Bahirji Ghorpade: See, we are examining that. At the moment we are producing the best possible power
that can be generated, but we are looking at it.
Moderator: We will take the next question from Mr. Shubham Agarwal.
Shubham Agarwal: Thank you again for the follow-up. My question is regarding the ferroalloy business. In
the March quarter our average realization was around 61,000 as per the presentation.
But what I want to understand is given the silicomanganese prices have sustained over
90,000 since the last four months. What kind of realization can Sundur achieve in Q1?
Bahirji Ghorpade: Q1 it is good I can say, and we have also optimized on our production, and we have
produced at 90%-95% utilization. So, we can expect very good realizations.
Bahirji Ghorpade: As of now, I would not like to put that because in due course we will be letting you know.
But we are yet to arrive at that.
Moderator: We will take the next question from Mr. Rahul Jain.
Rahul Jain: Rahul Jain here from Systematix. Just want to check on your coke. So, you just had
one quarter of coke earnings, and do you think for this financial year we will have a
similar run rate what we had in the fourth quarter, or can we do better than that?

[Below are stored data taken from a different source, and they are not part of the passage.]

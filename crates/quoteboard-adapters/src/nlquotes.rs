//! Client for the nlquotes.com quote-search API.
//!
//! The API returns paginated entries (one per video), each carrying a
//! list of timestamped quotes. Random selection therefore happens in two
//! steps: pick a random entry (whose page is computable from its index),
//! then a random quote within it. This biases away from quotes in
//! quote-dense entries, which is acceptable for a novelty command.

use std::sync::OnceLock;

use rand::Rng;
use regex::Regex;
use serde::Deserialize;
use tracing::debug;

use crate::error::{AdapterError, Result};

const API_BASE_URL: &str = "https://nlquotes.com/api";

/// Entries returned per search page.
const ENTRIES_PER_PAGE: usize = 10;

// ═══════════════════════════════════════════════════════════════════════
//  Wire types
// ═══════════════════════════════════════════════════════════════════════

/// One timestamped quote within a video entry.
#[derive(Debug, Clone, Deserialize)]
pub struct NlQuote {
    #[serde(default)]
    pub text: String,
    pub timestamp_start: String,
}

/// One video entry with its quotes.
#[derive(Debug, Clone, Deserialize)]
pub struct NlEntry {
    pub video_id: String,
    #[serde(default)]
    pub title: String,
    pub upload_date: String,
    #[serde(default)]
    pub channel_source: String,
    #[serde(default)]
    pub quotes: Vec<NlQuote>,
}

#[derive(Debug, Deserialize)]
struct SearchResponse {
    #[serde(default)]
    data: Vec<NlEntry>,
    #[serde(default)]
    total: usize,
}

#[derive(Debug, Deserialize)]
struct RandomResponse {
    #[serde(default)]
    quotes: Vec<NlEntry>,
}

// ═══════════════════════════════════════════════════════════════════════
//  Client
// ═══════════════════════════════════════════════════════════════════════

/// nlquotes.com API client.
#[derive(Clone, Default)]
pub struct NlQuotesClient {
    http: reqwest::Client,
}

impl NlQuotesClient {
    /// Create a client.
    pub fn new() -> Self {
        Self {
            http: reqwest::Client::new(),
        }
    }

    /// Fetch a fully random quote, formatted for chat.
    pub async fn random(&self) -> Result<String> {
        let endpoint = format!("{API_BASE_URL}/random");
        let response: RandomResponse = self
            .http
            .get(&endpoint)
            .send()
            .await?
            .error_for_status()?
            .json()
            .await?;

        if response.quotes.is_empty() {
            return Err(AdapterError::InvalidResponse {
                endpoint,
                reason: "no entries returned".to_string(),
            });
        }

        let entry = &response.quotes[rand::thread_rng().gen_range(0..response.quotes.len())];
        format_random_quote(entry)
    }

    /// Search for `term` and return a random matching quote, formatted
    /// for chat. `Ok(None)` means the API genuinely has no match.
    pub async fn search(&self, term: &str) -> Result<Option<String>> {
        let first_page = self.search_page(term, 1).await?;
        if first_page.total == 0 || first_page.data.is_empty() {
            return Ok(None);
        }

        // A random quote's page is unpredictable, but a random entry's is
        // (index / page size + 1), so randomize the entry and re-fetch its
        // page when it falls outside the first.
        let mut entry_index = rand::thread_rng().gen_range(0..first_page.total);
        debug!(term, total = first_page.total, entry_index, "picked search entry");

        let page = if entry_index < ENTRIES_PER_PAGE {
            first_page
        } else {
            let page_number = entry_index / ENTRIES_PER_PAGE + 1;
            entry_index %= ENTRIES_PER_PAGE;
            self.search_page(term, page_number).await?
        };

        let entry = page.data.get(entry_index).ok_or_else(|| {
            AdapterError::InvalidResponse {
                endpoint: format!("{API_BASE_URL}/"),
                reason: format!("entry {entry_index} missing from page"),
            }
        })?;
        format_random_quote(entry).map(Some)
    }

    async fn search_page(&self, term: &str, page: usize) -> Result<SearchResponse> {
        let page = page.to_string();
        let query = [
            ("search", term),
            ("page", page.as_str()),
            ("strict", "false"),
            ("channel", "all"),
            ("selectedMode", "searchText"),
            ("year", ""),
            ("sort", "default"),
            ("game", "all"),
        ];

        self.http
            .get(format!("{API_BASE_URL}/"))
            .query(&query)
            .send()
            .await?
            .error_for_status()?
            .json()
            .await
            .map_err(Into::into)
    }
}

// ═══════════════════════════════════════════════════════════════════════
//  Formatting
// ═══════════════════════════════════════════════════════════════════════

/// Pick a random quote from `entry` and format it.
fn format_random_quote(entry: &NlEntry) -> Result<String> {
    if entry.quotes.is_empty() {
        return Err(AdapterError::InvalidResponse {
            endpoint: API_BASE_URL.to_string(),
            reason: format!("entry {} has no quotes", entry.video_id),
        });
    }
    let quote = &entry.quotes[rand::thread_rng().gen_range(0..entry.quotes.len())];
    format_quote(entry, quote)
}

/// Render one quote as `text` plus a `[date @ offset](youtube)` link.
fn format_quote(entry: &NlEntry, quote: &NlQuote) -> Result<String> {
    let text = convert_bold_to_markdown(&quote.text);

    let offset_secs: f64 =
        quote
            .timestamp_start
            .parse()
            .map_err(|_| AdapterError::InvalidResponse {
                endpoint: API_BASE_URL.to_string(),
                reason: format!("bad quote timestamp: {}", quote.timestamp_start),
            })?;
    let offset_secs = offset_secs.round().max(0.0) as u64;
    let link = format!("https://youtu.be/{}/?t={offset_secs}", entry.video_id);

    let upload_date = chrono::DateTime::parse_from_rfc3339(&entry.upload_date).map_err(|err| {
        AdapterError::InvalidResponse {
            endpoint: API_BASE_URL.to_string(),
            reason: format!("bad upload date {}: {err}", entry.upload_date),
        }
    })?;

    Ok(format!(
        "{text}\n[{} @ {}]({link})",
        upload_date.format("%B %-d, %Y"),
        format_offset(offset_secs),
    ))
}

/// Replace the API's `<b>`/`</b>` highlights with markdown bold.
fn convert_bold_to_markdown(input: &str) -> String {
    static BOLD_TAG: OnceLock<Regex> = OnceLock::new();
    let re = BOLD_TAG.get_or_init(|| Regex::new(r"(?i)</?b>").expect("valid regex"));
    re.replace_all(input, "**").into_owned()
}

/// Render an offset in seconds as `1h2m3s` / `2m3s` / `45s`.
fn format_offset(total_secs: u64) -> String {
    let hours = total_secs / 3600;
    let minutes = (total_secs % 3600) / 60;
    let seconds = total_secs % 60;
    match (hours, minutes) {
        (0, 0) => format!("{seconds}s"),
        (0, _) => format!("{minutes}m{seconds}s"),
        _ => format!("{hours}h{minutes}m{seconds}s"),
    }
}

// ── tests ────────────────────────────────────────────────────────────

#[cfg(test)]
mod tests {
    use super::*;

    fn entry(upload_date: &str, timestamp: &str, text: &str) -> (NlEntry, NlQuote) {
        let quote = NlQuote {
            text: text.to_string(),
            timestamp_start: timestamp.to_string(),
        };
        let entry = NlEntry {
            video_id: "abc123".to_string(),
            title: "some vod".to_string(),
            upload_date: upload_date.to_string(),
            channel_source: "main".to_string(),
            quotes: vec![quote.clone()],
        };
        (entry, quote)
    }

    #[test]
    fn bold_tags_become_markdown() {
        assert_eq!(
            convert_bold_to_markdown("a <b>big</b> and <B>LOUD</B> word"),
            "a **big** and **LOUD** word"
        );
        assert_eq!(convert_bold_to_markdown("no tags"), "no tags");
    }

    #[test]
    fn offsets_render_compactly() {
        assert_eq!(format_offset(45), "45s");
        assert_eq!(format_offset(123), "2m3s");
        assert_eq!(format_offset(3723), "1h2m3s");
    }

    #[test]
    fn quote_formats_with_link_and_date() {
        let (entry, quote) = entry("2021-03-04T00:00:00Z", "83.5", "<b>hello</b> there");
        let message = format_quote(&entry, &quote).unwrap();
        assert_eq!(
            message,
            "**hello** there\n[March 4, 2021 @ 1m24s](https://youtu.be/abc123/?t=84)"
        );
    }

    #[test]
    fn bad_timestamp_is_invalid_response() {
        let (entry, quote) = entry("2021-03-04T00:00:00Z", "not-a-number", "hi");
        assert!(matches!(
            format_quote(&entry, &quote),
            Err(AdapterError::InvalidResponse { .. })
        ));
    }

    #[test]
    fn entry_without_quotes_is_invalid_response() {
        let (mut entry, _) = entry("2021-03-04T00:00:00Z", "1", "hi");
        entry.quotes.clear();
        assert!(matches!(
            format_random_quote(&entry),
            Err(AdapterError::InvalidResponse { .. })
        ));
    }

    #[test]
    fn search_response_decodes_with_defaults() {
        let body = r#"{"data": [], "total": 0, "totalQuotes": 0}"#;
        let response: SearchResponse = serde_json::from_str(body).unwrap();
        assert!(response.data.is_empty());
        assert_eq!(response.total, 0);
    }
}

Bahirji Ghorpade: First quarter should be good, and the second quarter also looks to be good, but then
the coal prices are again shooting up and they are more than $ 200. So, there is some
uncertainty with regard to the third and fourth quarter of this year. But then we don't
know, things change very dynamically. So, we will have to keep our fingers crossed and
look at it during August-September and see how we perform.
Rahul Jain: Do we have an end-to-end tie-up in terms of locking the price or do we take the price
risk on ourselves?
Bahirji Ghorpade: We do somewhat longer-term purchases instead of just-in-time or something like that,
we try to purchase it for the next four months or five months requirement. So that we
lock in that price, and we are safe in case there is any volatility.
(56.00)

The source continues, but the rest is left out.